Diverticulosis is a condition where pouches develop along the intestines, colon, and even stomach. The risk of diverticulitis increases with age, with over 50 percent of patients being over 60. Generally, the pouches do not cause any issues. The inflammation of the pouches is what is known as diverticulitis. The condition is accompanied by the abdominal pain and infection.
Spiegel added, “A major surprise in our study was that diverticulitis patients not only developed IBS at a higher rate than the controls, but they also developed mood disorders like depression and anxiety at a higher rate. Because IBS and mood disorders often go hand in hand, this suggests that acute diverticulitis might even set off a process leading to long-standing changes in the brain-gut axis.”
Discovering PDV-IBS could mean better treatment for patients when they experience symptoms after a bout of diverticulitis.
“Patients often report ongoing IBS symptoms after the diverticulitis has long passed, and this study supports their beliefs and introduces a new diagnosis. If doctors recognize this, they may take the symptoms more seriously and manage them actively, just as they can manage IBS actively with various new drugs on the market and currently in development,” said Spiegel.

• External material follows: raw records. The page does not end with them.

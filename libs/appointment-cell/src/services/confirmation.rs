// libs/appointment-cell/src/services/confirmation.rs
//
// Composes and submits the appointment confirmation email. Everything here
// is best-effort from the booking workflow's point of view: the caller
// dispatches a job and never lets a failure out of the send task.
use chrono::{FixedOffset, Offset, Utc};
use reqwest::Method;
use serde_json::Value;
use tracing::debug;

use dermatologist_cell::models::Dermatologist;
use dermatologist_cell::services::directory::DirectoryService;
use notification_cell::models::{NotificationError, SendEmailRequest, SendEmailResponse};
use notification_cell::services::mailer::MailerService;
use shared_config::AppConfig;
use shared_database::supabase::SupabaseClient;

use crate::models::{EmailJob, EmailError, RecipientProfile};

pub struct ConfirmationEmailService {
    supabase: SupabaseClient,
    directory: DirectoryService,
    config: AppConfig,
}

struct ConfirmationDetails<'a> {
    recipient_name: &'a str,
    dermatologist_name: &'a str,
    specialty: &'a str,
    formatted_date: String,
    formatted_time: String,
    location: &'a str,
    appointment_id: String,
    reason: Option<&'a str>,
}

impl ConfirmationEmailService {
    pub fn new(config: &AppConfig) -> Self {
        Self {
            supabase: SupabaseClient::new(config),
            directory: DirectoryService::new(config),
            config: config.clone(),
        }
    }

    /// Resolve both profiles, render the summary, and hand it to the email
    /// boundary. Either lookup failing aborts before anything is sent; a
    /// partial email is never composed.
    pub async fn send_confirmation(
        &self,
        job: EmailJob,
        auth_token: &str,
    ) -> Result<SendEmailResponse, EmailError> {
        debug!("Composing confirmation email for appointment {}", job.appointment_id);

        // The two lookups are independent; issue them concurrently and wait
        // for both before formatting.
        let dermatologist_id = job.dermatologist_id.to_string();
        let (recipient_result, dermatologist_result) = tokio::join!(
            self.fetch_recipient(&job, auth_token),
            self.directory
                .get_dermatologist(&dermatologist_id, Some(auth_token)),
        );

        let recipient = recipient_result?;
        let dermatologist =
            dermatologist_result.map_err(|e| EmailError::DermatologistLookup(e.to_string()))?;

        let request = self.compose(&job, &recipient, &dermatologist);

        let mailer = MailerService::new(&self.config).map_err(|e| match e {
            NotificationError::NotConfigured => EmailError::NotConfigured,
            other => EmailError::Send(other.to_string()),
        })?;

        mailer
            .send_email(request)
            .await
            .map_err(|e| EmailError::Send(e.to_string()))
    }

    async fn fetch_recipient(
        &self,
        job: &EmailJob,
        auth_token: &str,
    ) -> Result<RecipientProfile, EmailError> {
        let path = format!("/rest/v1/users?id=eq.{}", job.user_id);
        let result: Vec<Value> = self
            .supabase
            .request(Method::GET, &path, Some(auth_token), None)
            .await
            .map_err(|e| EmailError::UserLookup(e.to_string()))?;

        if result.is_empty() {
            return Err(EmailError::UserLookup("User profile not found".to_string()));
        }

        serde_json::from_value(result[0].clone())
            .map_err(|e| EmailError::UserLookup(format!("Failed to parse user profile: {}", e)))
    }

    fn compose(
        &self,
        job: &EmailJob,
        recipient: &RecipientProfile,
        dermatologist: &Dermatologist,
    ) -> SendEmailRequest {
        // Render the instant as the wall time the user entered it in.
        let offset = FixedOffset::east_opt(job.utc_offset_minutes * 60)
            .unwrap_or_else(|| Utc.fix());
        let local = job.scheduled_at.with_timezone(&offset);

        let details = ConfirmationDetails {
            recipient_name: recipient.name.as_deref().unwrap_or("Valued Patient"),
            dermatologist_name: &dermatologist.name,
            specialty: dermatologist.specialty_label(),
            formatted_date: local.format("%A, %B %-d, %Y").to_string(),
            formatted_time: local.format("%-I:%M %p").to_string(),
            location: dermatologist.location.as_deref().unwrap_or("Telehealth"),
            appointment_id: job.appointment_id.to_string(),
            reason: job.reason.as_deref(),
        };

        SendEmailRequest {
            to: recipient.email.clone(),
            subject: format!("Appointment Confirmation - {}", dermatologist.name),
            html: render_confirmation_body(&details),
        }
    }
}

fn render_confirmation_body(details: &ConfirmationDetails<'_>) -> String {
    let reason_row = details
        .reason
        .map(|reason| format!(r#"<p style="margin: 10px 0;"><strong>Reason:</strong> {}</p>"#, reason))
        .unwrap_or_default();

    format!(
        r#"<!DOCTYPE html>
<html>
<head>
  <meta charset="utf-8">
  <title>Appointment Confirmation</title>
</head>
<body style="font-family: Arial, sans-serif; line-height: 1.6; color: #333; max-width: 600px; margin: 0 auto; padding: 20px;">
  <div style="background: linear-gradient(135deg, #667eea 0%, #764ba2 100%); padding: 30px; text-align: center; border-radius: 10px 10px 0 0;">
    <h1 style="color: white; margin: 0;">Appointment Confirmed!</h1>
  </div>

  <div style="background: #f9f9f9; padding: 30px; border-radius: 0 0 10px 10px;">
    <p style="font-size: 16px;">Dear {recipient_name},</p>

    <p style="font-size: 16px;">Your appointment has been successfully booked. Here are the details:</p>

    <div style="background: white; padding: 20px; border-radius: 8px; margin: 20px 0; border-left: 4px solid #667eea;">
      <h2 style="color: #667eea; margin-top: 0;">Appointment Details</h2>

      <p style="margin: 10px 0;"><strong>Dermatologist:</strong> {dermatologist_name}</p>
      <p style="margin: 10px 0;"><strong>Specialty:</strong> {specialty}</p>
      <p style="margin: 10px 0;"><strong>Date:</strong> {formatted_date}</p>
      <p style="margin: 10px 0;"><strong>Time:</strong> {formatted_time}</p>
      <p style="margin: 10px 0;"><strong>Location:</strong> {location}</p>
      {reason_row}
      <p style="margin: 10px 0;"><strong>Appointment ID:</strong> {appointment_id}</p>
    </div>

    <p style="font-size: 16px;">If you need to reschedule or cancel your appointment, please contact us at least 24 hours in advance.</p>

    <p style="font-size: 16px;">We look forward to seeing you!</p>

    <p style="font-size: 16px;">
      Best regards,<br>
      <strong>The AcneScan Team</strong>
    </p>

    <hr style="border: none; border-top: 1px solid #ddd; margin: 30px 0;">

    <p style="font-size: 12px; color: #666; text-align: center;">
      This is an automated confirmation email. Please do not reply to this message.<br>
      If you have any questions, please contact us through the AcneScan app.
    </p>
  </div>
</body>
</html>
"#,
        recipient_name = details.recipient_name,
        dermatologist_name = details.dermatologist_name,
        specialty = details.specialty,
        formatted_date = details.formatted_date,
        formatted_time = details.formatted_time,
        location = details.location,
        reason_row = reason_row,
        appointment_id = details.appointment_id,
    )
}

#[cfg(test)]
mod tests {
    use super::*;

    fn details(reason: Option<&'static str>) -> ConfirmationDetails<'static> {
        ConfirmationDetails {
            recipient_name: "Jordan Lee",
            dermatologist_name: "Dr. Amy Park",
            specialty: "Dermatology",
            formatted_date: "Friday, December 25, 2026".to_string(),
            formatted_time: "10:30 AM".to_string(),
            location: "Boston, MA",
            appointment_id: "6e1c3a1e-0000-0000-0000-000000000001".to_string(),
            reason,
        }
    }

    #[test]
    fn body_includes_all_appointment_details() {
        let body = render_confirmation_body(&details(Some("Persistent breakouts")));

        assert!(body.contains("Dear Jordan Lee,"));
        assert!(body.contains("Dr. Amy Park"));
        assert!(body.contains("Friday, December 25, 2026"));
        assert!(body.contains("10:30 AM"));
        assert!(body.contains("Boston, MA"));
        assert!(body.contains("Persistent breakouts"));
        assert!(body.contains("6e1c3a1e-0000-0000-0000-000000000001"));
    }

    #[test]
    fn reason_row_is_omitted_when_absent() {
        let body = render_confirmation_body(&details(None));

        assert!(!body.contains("<strong>Reason:</strong>"));
    }
}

The study looked at over 1,000 patient records of patients who experienced diverticulitis and those who had not. Patients were paired with same-age, sex and comorbidities controls.
Spiegel explained, “This study expands our understanding a little bit about what might cause IBS. It’s such a common condition and there may be different flavors. We’ve now added a new flavor to the menu, a new risk factor for developing IBS. By learning more, we might be able to expand the therapies we can use on these patients.”
Treatment of diverticulitis involves consuming a high-fiber diet to minimize symptoms, along with taking painkillers to reduce pain. For mild cases, diverticulitis can be treated at home with antibiotics, but if it is more severe, it may warrant hospitalization, which may involve surgery to remove the affected part of the intestine.
The cause of IBS is still unknown, so treatment can be hit or miss. Treatment can involve eliminating certain trigger foods which have been linked to IBS flare-ups from your diet. Other treatments for IBS include fiber supplements, antidiarrheal medications, antispasmodic medications, antidepressant medications, antibiotics, and even counseling to ease stress and treat any depression that can aggravate IBS.
Due to the fact that the cause of IBS is unknown, prevention methods can be quite vague. Some prophylactic practices for IBS include counseling, biofeedback, progressive relaxation exercises, deep breathing, mindfulness training, and taking time out of your day to focus on yourself and perform activities that you enjoy.